## WORK REQUIRED:
Pull out every line in the data that has the string "contract" in it.

## Records drawn from a dataset:
◇ ◇ ◇ ◇ ◇

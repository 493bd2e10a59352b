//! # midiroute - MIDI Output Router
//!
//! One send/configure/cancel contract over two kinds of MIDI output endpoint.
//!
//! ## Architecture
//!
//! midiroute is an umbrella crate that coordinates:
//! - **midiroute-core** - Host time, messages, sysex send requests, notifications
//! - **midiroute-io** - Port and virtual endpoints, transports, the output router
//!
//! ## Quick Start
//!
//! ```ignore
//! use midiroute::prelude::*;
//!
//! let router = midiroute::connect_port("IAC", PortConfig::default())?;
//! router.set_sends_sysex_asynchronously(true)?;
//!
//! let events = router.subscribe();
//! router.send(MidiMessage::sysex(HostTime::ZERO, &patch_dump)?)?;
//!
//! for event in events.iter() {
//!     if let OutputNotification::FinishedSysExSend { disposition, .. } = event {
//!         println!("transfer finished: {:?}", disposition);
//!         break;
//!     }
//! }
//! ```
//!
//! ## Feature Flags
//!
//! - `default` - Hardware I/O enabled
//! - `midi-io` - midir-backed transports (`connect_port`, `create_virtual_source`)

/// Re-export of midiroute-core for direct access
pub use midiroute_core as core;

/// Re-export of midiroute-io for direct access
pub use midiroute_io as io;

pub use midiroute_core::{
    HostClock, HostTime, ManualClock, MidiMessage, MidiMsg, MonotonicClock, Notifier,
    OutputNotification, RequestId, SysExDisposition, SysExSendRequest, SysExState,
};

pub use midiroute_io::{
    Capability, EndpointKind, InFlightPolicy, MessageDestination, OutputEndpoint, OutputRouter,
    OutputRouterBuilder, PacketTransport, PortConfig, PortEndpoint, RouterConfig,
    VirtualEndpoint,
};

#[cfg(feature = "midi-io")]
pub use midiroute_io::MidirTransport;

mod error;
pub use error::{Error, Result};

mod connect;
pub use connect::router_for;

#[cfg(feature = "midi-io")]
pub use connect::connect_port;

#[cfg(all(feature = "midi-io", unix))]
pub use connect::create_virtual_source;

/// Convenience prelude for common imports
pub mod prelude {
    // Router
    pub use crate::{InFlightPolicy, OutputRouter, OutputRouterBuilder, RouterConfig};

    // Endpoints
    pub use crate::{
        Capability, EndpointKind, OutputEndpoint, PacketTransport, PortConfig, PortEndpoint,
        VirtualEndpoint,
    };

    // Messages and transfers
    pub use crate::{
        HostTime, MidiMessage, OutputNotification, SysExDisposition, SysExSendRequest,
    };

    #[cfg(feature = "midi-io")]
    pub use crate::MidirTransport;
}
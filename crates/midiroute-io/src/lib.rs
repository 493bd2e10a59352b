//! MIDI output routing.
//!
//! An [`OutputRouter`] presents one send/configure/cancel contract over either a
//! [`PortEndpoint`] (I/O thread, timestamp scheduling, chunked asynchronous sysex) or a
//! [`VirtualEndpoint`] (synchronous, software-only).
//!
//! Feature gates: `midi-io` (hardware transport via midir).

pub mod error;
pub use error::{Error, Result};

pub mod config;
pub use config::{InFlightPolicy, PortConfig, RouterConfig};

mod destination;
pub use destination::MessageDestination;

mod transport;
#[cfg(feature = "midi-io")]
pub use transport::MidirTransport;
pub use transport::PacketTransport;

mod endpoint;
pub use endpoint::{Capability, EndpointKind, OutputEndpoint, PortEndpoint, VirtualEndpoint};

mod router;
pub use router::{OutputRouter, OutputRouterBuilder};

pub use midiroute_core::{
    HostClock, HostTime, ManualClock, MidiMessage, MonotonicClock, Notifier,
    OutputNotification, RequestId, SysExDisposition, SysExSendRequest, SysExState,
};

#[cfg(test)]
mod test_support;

◇ ◇ ◇ ◇ ◇

## EXPECTED ANSWER:
//! One send/configure/cancel contract over two kinds of MIDI output endpoint.
//! An [`OutputRouter`] presents one send/configure/cancel contract over either a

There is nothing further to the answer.